‘We have no quarrel with you. You’ve none with us. We’ve done nothing to you. If you go now you’ll be clean away. You know that. You’ll be right out of here and gone before my husband gets back.’ That was her start. Poor, she told herself, it wouldn’t divert a flea.
He looked back with amused detachment.
‘If you go through with this they’ll get you. They always get them now. It’s a fact. You’ll be in the Kesh for the rest of your life. Is that what you want?’
‘Save it, Mrs Rennie. Save it and listen to the hymns.’
She persisted. ‘It’ll get you nowhere. It’s the Provisionals, isn’t it? You’re beaten. One more cruel killing, senseless. It won’t do any good.’
‘Shut up.’ He said it quietly. ‘Just shut up and sit still.’
She came again. ‘Why do you come here? Why to this house? Who are you?’
‘It’s a pity your man never told you what he did when he went to work of a morning. That’s late in the day now, though. Quiet yourself and stay where you are.’
He motioned at her with the rifle, still gently, still in control. The movement was definitive. Stay on the sofa with the children. He sensed that the crisis was coming for her, and that she knew it. With growing desperation she took up the same theme.

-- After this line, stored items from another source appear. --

use async_trait::async_trait;
use serde::{de::DeserializeOwned, Serialize};

use crate::{
    google_sheets::{Error, Sheet},
    in_mem::InMemTable,
    prelude::*,
    Rows,
};

/// Origin of a table: a spreadsheet tab, or rows kept in memory when the bot
/// runs without a spreadsheet.
pub enum Source<E> {
    Sheet(Sheet<E>),
    Memory(InMemTable<E>),
}

// The in-memory arm can't fail, so `Infallible` is matched away.
macro_rules! memory {
    ($call: expr) => {
        match $call {
            Ok(value) => Ok(value),
            Err(never) => match never {},
        }
    };
}

#[async_trait]
impl<E> TableFetch<E> for Source<E>
where
    E: DeserializeOwned + Clone + Send + Sync + 'static,
{
    type Error = Error;

    async fn fetch(&mut self) -> Result<Rows<E>, Error> {
        match self {
            Source::Sheet(sheet) => sheet.fetch().await,
            Source::Memory(table) => memory!(table.fetch().await),
        }
    }
}

#[async_trait]
impl<E> TableExtend<E> for Source<E>
where
    E: Serialize + Clone + Send + Sync + 'static,
{
    type Error = Error;

    async fn extend(&mut self, entries: &[E]) -> Result<(), Error> {
        match self {
            Source::Sheet(sheet) => sheet.extend(entries).await,
            Source::Memory(table) => memory!(table.extend(entries).await),
        }
    }
}

#[async_trait]
impl<E> TableUpdate<E> for Source<E>
where
    E: Serialize + Clone + Send + Sync + 'static,
{
    type Error = Error;

    async fn update(&mut self, from_row: usize, entries: &[E]) -> Result<(), Error> {
        match self {
            Source::Sheet(sheet) => sheet.update(from_row, entries).await,
            Source::Memory(table) => memory!(table.update(from_row, entries).await),
        }
    }
}

#[async_trait]
impl<E: Send + Sync + 'static> TableVersion for Source<E> {
    type Error = Error;

    async fn version(&mut self) -> Result<u64, Error> {
        match self {
            Source::Sheet(sheet) => sheet.version().await,
            Source::Memory(table) => memory!(table.version().await),
        }
    }
}

#[cfg(test)]
mod tests {
    use super::*;

    #[tokio::test]
    async fn memory_source_round_trip() {
        let mut source = Source::Memory(InMemTable::new(vec!["a".to_owned()]));
        let version = source.version().await.unwrap();

        source.extend_one(&"b".to_owned()).await.unwrap();
        source.update_one(0, &"z".to_owned()).await.unwrap();

        let rows = source.fetch().await.unwrap();
        assert_eq!(rows, vec![Some("z".to_owned()), Some("b".to_owned())]);
        assert_ne!(version, source.version().await.unwrap());
    }
}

‘But you’re beaten now. It’ll soon be all over. All your big men are gone. There’ll have to be a cease-fire soon, then talking. More killing won’t help anything.’ Keep it calm, don’t grovel to him, talk as an equal with something on your side. There’s nothing to counter-balance that Armalite but you have to make believe he doesn’t hold everything.
‘We’re not beaten. It’s not over. We’ve more men than we can handle. There’ll be no talks, and no ceasefire. Got the message? Nothing. Not while there are pigs like your man running round free and live.’

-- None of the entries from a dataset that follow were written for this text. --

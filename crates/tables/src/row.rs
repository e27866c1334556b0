use std::ops::{Deref, DerefMut};

/// An entry together with its row number inside the table.
#[derive(Default, Clone, Debug, PartialEq)]
pub struct Row<E> {
    pub row: usize,
    pub entry: E,
}

impl<E> Row<E> {
    pub const fn new(row: usize, entry: E) -> Self {
        Self { row, entry }
    }

    pub fn into_entry(self) -> E {
        self.entry
    }
}

impl<E> Deref for Row<E> {
    type Target = E;

    fn deref(&self) -> &Self::Target {
        &self.entry
    }
}

impl<E> DerefMut for Row<E> {
    fn deref_mut(&mut self) -> &mut Self::Target {
        &mut self.entry
    }
}

impl<E: Clone> From<Row<&E>> for Row<E> {
    fn from(row: Row<&E>) -> Self {
        Self {
            row: row.row,
            entry: row.entry.clone(),
        }
    }
}

impl<E> From<(usize, E)> for Row<E> {
    fn from((row, entry): (usize, E)) -> Self {
        Self { row, entry }
    }
}
use std::{error::Error as StdError, fmt::Display, str::FromStr};

use google_sheets4::api::GridRange;
use lazy_static::lazy_static;
use regex::Regex;
use serde::{Deserialize, Serialize};

lazy_static! {
    static ref A1_RE: Regex = Regex::new(
        r"^(?<name>[^!]+)!(?<c_start>[A-Z]+)(?<r_start>[1-9]\d*)?(:(?<c_end>[A-Z]+)(?<r_end>[1-9]\d*)?)?$"
    )
    .expect("A1 notation regex is valid");
}

#[derive(Debug, PartialEq)]
pub enum Error {
    InvalidRange(String),
}

impl Display for Error {
    fn fmt(&self, f: &mut std::fmt::Formatter<'_>) -> std::fmt::Result {
        match self {
            Error::InvalidRange(s) => write!(f, "invalid range: {}", s),
        }
    }
}

impl StdError for Error {}

/// A rectangular range in A1 notation, stored zero-based and end-exclusive.
#[derive(Debug, Default, Clone, PartialEq)]
pub struct SheetRange {
    pub sheet_name: String,
    pub c_start: usize,
    pub r_start: usize,
    pub c_end: usize,
    pub r_end: Option<usize>,
}

impl SheetRange {
    pub fn with_rows(&self, r_start: usize, r_end: usize) -> Self {
        Self {
            r_start,
            r_end: Some(r_end),
            ..self.clone()
        }
    }

    pub fn with_inf_end(&self) -> Self {
        Self {
            r_end: None,
            ..self.clone()
        }
    }

    pub fn width(&self) -> usize {
        self.c_end - self.c_start
    }

    pub fn as_grid_range(&self, sheet_id: i32) -> GridRange {
        GridRange {
            sheet_id: Some(sheet_id),
            start_column_index: Some(self.c_start as i32),
            end_column_index: Some(self.c_end as i32),
            start_row_index: Some(self.r_start as i32),
            end_row_index: self.r_end.map(|r| r as i32),
        }
    }
}

/// Zero-based column index to letters: 0 is `A`, 26 is `AA`.
fn column_name(mut col: usize) -> String {
    let mut letters = Vec::new();
    loop {
        letters.push(b'A' + (col % 26) as u8);
        if col < 26 {
            break;
        }
        col = col / 26 - 1;
    }
    letters.iter().rev().map(|&b| b as char).collect()
}

/// Letters to a one-based column number: `A` is 1, `AA` is 27.
fn column_number(letters: &str) -> usize {
    letters
        .bytes()
        .fold(0, |acc, b| acc * 26 + (b - b'A') as usize + 1)
}

impl Display for SheetRange {
    fn fmt(&self, f: &mut std::fmt::Formatter<'_>) -> std::fmt::Result {
        write!(
            f,
            "{}!{}{}:{}",
            self.sheet_name,
            column_name(self.c_start),
            self.r_start + 1,
            column_name(self.c_end - 1),
        )?;
        match self.r_end {
            Some(r_end) => write!(f, "{}", r_end),
            None => Ok(()),
        }
    }
}

impl FromStr for SheetRange {
    type Err = Error;

    fn from_str(s: &str) -> Result<Self, Error> {
        let invalid = || Error::InvalidRange(s.to_owned());
        let captures = A1_RE.captures(s).ok_or_else(invalid)?;

        let row = |name: &str| -> Result<Option<usize>, Error> {
            captures
                .name(name)
                .map(|m| m.as_str().parse::<usize>().map_err(|_| invalid()))
                .transpose()
        };

        let sheet_name = captures["name"].to_owned();
        let c_start = column_number(&captures["c_start"]) - 1;
        let r_start = row("r_start")?.unwrap_or(1) - 1;

        let (c_end, r_end) = match captures.name("c_end") {
            // A column end without a row end leaves the range open downwards
            Some(c_end) => (column_number(c_end.as_str()), row("r_end")?),
            // A single cell
            None => (c_start + 1, Some(r_start + 1)),
        };

        if c_start >= c_end || r_end.is_some_and(|r_end| r_end <= r_start) {
            return Err(invalid());
        }

        Ok(Self {
            sheet_name,
            c_start,
            r_start,
            c_end,
            r_end,
        })
    }
}

impl Serialize for SheetRange {
    fn serialize<S>(&self, serializer: S) -> std::result::Result<S::Ok, S::Error>
    where
        S: serde::Serializer,
    {
        serializer.collect_str(self)
    }
}

impl<'de> Deserialize<'de> for SheetRange {
    fn deserialize<D>(deserializer: D) -> std::result::Result<Self, D::Error>
    where
        D: serde::Deserializer<'de>,
    {
        let s = String::deserialize(deserializer)?;
        Self::from_str(&s).map_err(serde::de::Error::custom)
    }
}

#[cfg(test)]
mod tests {
    use super::*;

    #[test]
    fn open_range_from_a1() {
        let range = SheetRange::from_str("Orders!A2:P").unwrap();

        assert_eq!(range.sheet_name, "Orders");
        assert_eq!((range.c_start, range.c_end), (0, 16));
        assert_eq!((range.r_start, range.r_end), (1, None));
        assert_eq!(range.width(), 16);
    }

    #[test]
    fn bounded_range_from_a1() {
        let range = SheetRange::from_str("Dashboard!B2:J2").unwrap();

        assert_eq!((range.c_start, range.c_end), (1, 10));
        assert_eq!((range.r_start, range.r_end), (1, Some(2)));
    }

    #[test]
    fn single_cell_from_a1() {
        let range = SheetRange::from_str("Meta!B3").unwrap();

        assert_eq!((range.c_start, range.c_end), (1, 2));
        assert_eq!((range.r_start, range.r_end), (2, Some(3)));
    }

    #[test]
    fn rejects_garbage() {
        assert!(SheetRange::from_str("Orders").is_err());
        assert!(SheetRange::from_str("Orders!C2:A").is_err());
        assert!(SheetRange::from_str("Orders!A5:B3").is_err());
    }

    #[test]
    fn wide_columns_round_trip() {
        let range = SheetRange::from_str("History!Z1:AB").unwrap();

        assert_eq!((range.c_start, range.c_end), (25, 28));
        assert_eq!(range.to_string(), "History!Z1:AB");
        assert_eq!(range.with_rows(4, 9).to_string(), "History!Z5:AB9");
    }
}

The children beside her started up at the way the crouched stranger spoke of their father. Janet Rennie was an intelligent woman and hardened by her country upbringing. That she would fight for her husband’s life was obvious: the problem had been in finding the medium. For the first time in nearly two hours she believed she stood a chance. She still watched the hands and the rifle. The hands were in a new position on the Armalite. From resting against the gun they were now gripping it. Attack, and how can he hit back before Rennie comes home?
‘There’s no future for you boys. Your best men are all locked up. The people are sick and tired of you. You know that. Even in your own rat holes they’ve had enough of you—’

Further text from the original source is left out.